An exact transcription of the lines below, from the first through the one containing "use crate::domain::indicator::macd::calculate_macd_default;", is the only output wanted.

EXCERPTED RECORDS –
____

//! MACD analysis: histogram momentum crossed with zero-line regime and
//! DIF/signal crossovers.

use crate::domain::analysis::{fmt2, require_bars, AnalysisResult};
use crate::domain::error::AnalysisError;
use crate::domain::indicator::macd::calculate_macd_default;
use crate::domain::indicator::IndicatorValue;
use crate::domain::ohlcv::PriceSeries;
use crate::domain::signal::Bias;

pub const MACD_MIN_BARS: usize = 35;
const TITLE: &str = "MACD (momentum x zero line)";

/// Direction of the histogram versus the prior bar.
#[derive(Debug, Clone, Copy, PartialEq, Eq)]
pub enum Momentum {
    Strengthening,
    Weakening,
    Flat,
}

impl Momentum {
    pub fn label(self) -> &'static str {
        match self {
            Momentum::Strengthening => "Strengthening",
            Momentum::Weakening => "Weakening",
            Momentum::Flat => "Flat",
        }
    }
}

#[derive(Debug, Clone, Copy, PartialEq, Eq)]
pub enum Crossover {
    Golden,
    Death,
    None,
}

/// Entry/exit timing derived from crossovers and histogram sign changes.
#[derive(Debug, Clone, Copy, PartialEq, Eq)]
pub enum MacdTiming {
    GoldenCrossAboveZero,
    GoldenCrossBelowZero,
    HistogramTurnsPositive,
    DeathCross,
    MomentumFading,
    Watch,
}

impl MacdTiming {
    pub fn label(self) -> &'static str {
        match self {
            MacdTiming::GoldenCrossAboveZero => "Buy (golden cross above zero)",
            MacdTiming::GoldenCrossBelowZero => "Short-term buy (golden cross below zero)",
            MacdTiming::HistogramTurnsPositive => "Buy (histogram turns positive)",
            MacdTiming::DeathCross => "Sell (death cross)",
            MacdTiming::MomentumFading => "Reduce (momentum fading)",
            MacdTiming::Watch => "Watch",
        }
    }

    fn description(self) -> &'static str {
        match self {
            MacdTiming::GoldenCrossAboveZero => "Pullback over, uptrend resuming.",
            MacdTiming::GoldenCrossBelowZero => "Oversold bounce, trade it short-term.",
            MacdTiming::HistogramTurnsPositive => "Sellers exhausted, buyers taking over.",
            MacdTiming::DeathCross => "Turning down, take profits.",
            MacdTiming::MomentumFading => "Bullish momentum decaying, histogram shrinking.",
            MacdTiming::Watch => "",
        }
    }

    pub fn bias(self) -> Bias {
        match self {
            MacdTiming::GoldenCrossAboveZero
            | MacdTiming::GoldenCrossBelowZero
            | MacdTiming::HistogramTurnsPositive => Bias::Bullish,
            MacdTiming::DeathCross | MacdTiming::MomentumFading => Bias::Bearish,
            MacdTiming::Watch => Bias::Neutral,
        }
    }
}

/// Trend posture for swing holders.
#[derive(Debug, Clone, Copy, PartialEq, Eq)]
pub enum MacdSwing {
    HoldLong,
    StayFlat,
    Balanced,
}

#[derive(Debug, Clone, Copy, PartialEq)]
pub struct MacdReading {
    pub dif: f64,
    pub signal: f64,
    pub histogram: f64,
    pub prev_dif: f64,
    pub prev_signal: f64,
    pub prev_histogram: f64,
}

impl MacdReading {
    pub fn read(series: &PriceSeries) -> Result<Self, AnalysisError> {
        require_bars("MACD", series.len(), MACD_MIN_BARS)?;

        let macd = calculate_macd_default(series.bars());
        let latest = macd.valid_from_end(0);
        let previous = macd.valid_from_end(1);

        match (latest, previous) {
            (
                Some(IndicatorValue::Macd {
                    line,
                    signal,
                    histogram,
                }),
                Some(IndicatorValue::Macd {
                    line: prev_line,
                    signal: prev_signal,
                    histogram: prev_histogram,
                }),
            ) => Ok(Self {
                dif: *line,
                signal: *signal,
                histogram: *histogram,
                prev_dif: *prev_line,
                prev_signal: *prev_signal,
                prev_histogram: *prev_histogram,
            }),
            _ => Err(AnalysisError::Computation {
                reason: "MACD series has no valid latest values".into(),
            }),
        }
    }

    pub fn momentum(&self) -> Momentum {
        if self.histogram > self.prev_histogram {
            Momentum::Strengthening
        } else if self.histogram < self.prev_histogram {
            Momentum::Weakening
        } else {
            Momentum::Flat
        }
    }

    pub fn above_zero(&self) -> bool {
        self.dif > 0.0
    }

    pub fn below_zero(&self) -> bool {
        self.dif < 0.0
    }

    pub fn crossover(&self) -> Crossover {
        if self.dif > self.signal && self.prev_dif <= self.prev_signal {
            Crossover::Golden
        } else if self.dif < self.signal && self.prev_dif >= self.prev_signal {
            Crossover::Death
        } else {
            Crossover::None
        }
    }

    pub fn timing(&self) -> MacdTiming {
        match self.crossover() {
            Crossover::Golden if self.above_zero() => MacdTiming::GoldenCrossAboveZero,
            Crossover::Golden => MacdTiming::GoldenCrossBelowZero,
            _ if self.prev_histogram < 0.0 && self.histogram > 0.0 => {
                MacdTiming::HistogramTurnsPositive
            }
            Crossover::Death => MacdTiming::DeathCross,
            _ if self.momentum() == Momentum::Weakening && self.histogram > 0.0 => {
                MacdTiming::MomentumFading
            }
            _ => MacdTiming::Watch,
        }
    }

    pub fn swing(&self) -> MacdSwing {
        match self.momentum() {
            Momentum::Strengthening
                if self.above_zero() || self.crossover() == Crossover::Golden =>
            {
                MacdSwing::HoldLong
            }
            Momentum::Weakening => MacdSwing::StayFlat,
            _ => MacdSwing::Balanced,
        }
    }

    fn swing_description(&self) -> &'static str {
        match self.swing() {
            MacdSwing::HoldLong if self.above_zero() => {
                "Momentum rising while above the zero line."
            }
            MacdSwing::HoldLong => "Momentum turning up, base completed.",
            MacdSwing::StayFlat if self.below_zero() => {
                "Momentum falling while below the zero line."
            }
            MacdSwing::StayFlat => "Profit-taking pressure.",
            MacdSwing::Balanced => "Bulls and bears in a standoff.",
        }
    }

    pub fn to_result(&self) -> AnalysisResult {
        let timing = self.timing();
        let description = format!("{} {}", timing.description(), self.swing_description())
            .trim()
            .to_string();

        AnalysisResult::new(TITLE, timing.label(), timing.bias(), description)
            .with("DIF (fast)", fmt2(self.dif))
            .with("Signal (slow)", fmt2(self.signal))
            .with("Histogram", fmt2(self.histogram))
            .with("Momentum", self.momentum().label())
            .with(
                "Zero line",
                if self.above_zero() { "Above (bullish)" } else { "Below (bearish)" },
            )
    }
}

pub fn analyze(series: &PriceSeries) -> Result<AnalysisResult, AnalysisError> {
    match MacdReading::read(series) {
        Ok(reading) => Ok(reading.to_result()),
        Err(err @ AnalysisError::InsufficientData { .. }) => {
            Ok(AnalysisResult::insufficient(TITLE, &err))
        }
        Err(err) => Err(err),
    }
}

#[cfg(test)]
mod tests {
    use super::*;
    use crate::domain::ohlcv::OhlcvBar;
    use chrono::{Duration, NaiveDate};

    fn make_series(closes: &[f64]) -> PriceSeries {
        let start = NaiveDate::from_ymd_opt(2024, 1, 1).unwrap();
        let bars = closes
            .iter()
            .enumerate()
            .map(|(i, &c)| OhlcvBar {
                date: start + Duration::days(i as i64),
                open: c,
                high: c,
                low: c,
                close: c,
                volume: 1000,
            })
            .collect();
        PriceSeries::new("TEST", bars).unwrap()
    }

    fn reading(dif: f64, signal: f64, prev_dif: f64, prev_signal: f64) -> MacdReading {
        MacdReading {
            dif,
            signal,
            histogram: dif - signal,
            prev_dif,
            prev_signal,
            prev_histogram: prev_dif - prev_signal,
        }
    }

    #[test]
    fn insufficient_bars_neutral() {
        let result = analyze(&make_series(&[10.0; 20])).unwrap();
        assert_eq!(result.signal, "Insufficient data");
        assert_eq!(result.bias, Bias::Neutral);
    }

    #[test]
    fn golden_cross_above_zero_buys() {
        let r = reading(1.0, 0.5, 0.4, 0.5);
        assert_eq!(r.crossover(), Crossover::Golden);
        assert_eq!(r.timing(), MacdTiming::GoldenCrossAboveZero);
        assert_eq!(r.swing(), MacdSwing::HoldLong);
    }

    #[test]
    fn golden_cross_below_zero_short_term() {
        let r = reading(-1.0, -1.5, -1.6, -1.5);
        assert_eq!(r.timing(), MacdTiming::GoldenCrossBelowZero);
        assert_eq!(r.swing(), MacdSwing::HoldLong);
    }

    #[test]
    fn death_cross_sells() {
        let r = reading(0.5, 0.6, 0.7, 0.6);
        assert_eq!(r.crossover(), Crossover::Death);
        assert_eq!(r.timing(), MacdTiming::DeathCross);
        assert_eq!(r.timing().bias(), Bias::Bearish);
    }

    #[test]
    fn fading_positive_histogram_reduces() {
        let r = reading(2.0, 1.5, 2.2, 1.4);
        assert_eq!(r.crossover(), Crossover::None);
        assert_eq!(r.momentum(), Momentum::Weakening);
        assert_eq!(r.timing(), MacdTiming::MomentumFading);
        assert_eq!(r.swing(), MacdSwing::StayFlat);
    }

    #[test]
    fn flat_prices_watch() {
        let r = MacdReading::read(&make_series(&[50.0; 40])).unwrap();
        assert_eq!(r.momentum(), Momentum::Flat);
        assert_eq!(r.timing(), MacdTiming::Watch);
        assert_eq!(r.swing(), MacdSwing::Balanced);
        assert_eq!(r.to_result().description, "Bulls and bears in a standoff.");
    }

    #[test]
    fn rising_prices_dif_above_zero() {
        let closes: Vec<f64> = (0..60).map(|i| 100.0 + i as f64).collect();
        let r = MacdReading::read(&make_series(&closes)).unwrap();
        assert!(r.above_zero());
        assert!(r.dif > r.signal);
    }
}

____

OUTPUT OF THE TASK –
//! MACD analysis: histogram momentum crossed with zero-line regime and
//! DIF/signal crossovers.

use crate::domain::analysis::{fmt2, require_bars, AnalysisResult};
use crate::domain::error::AnalysisError;
use crate::domain::indicator::macd::calculate_macd_default;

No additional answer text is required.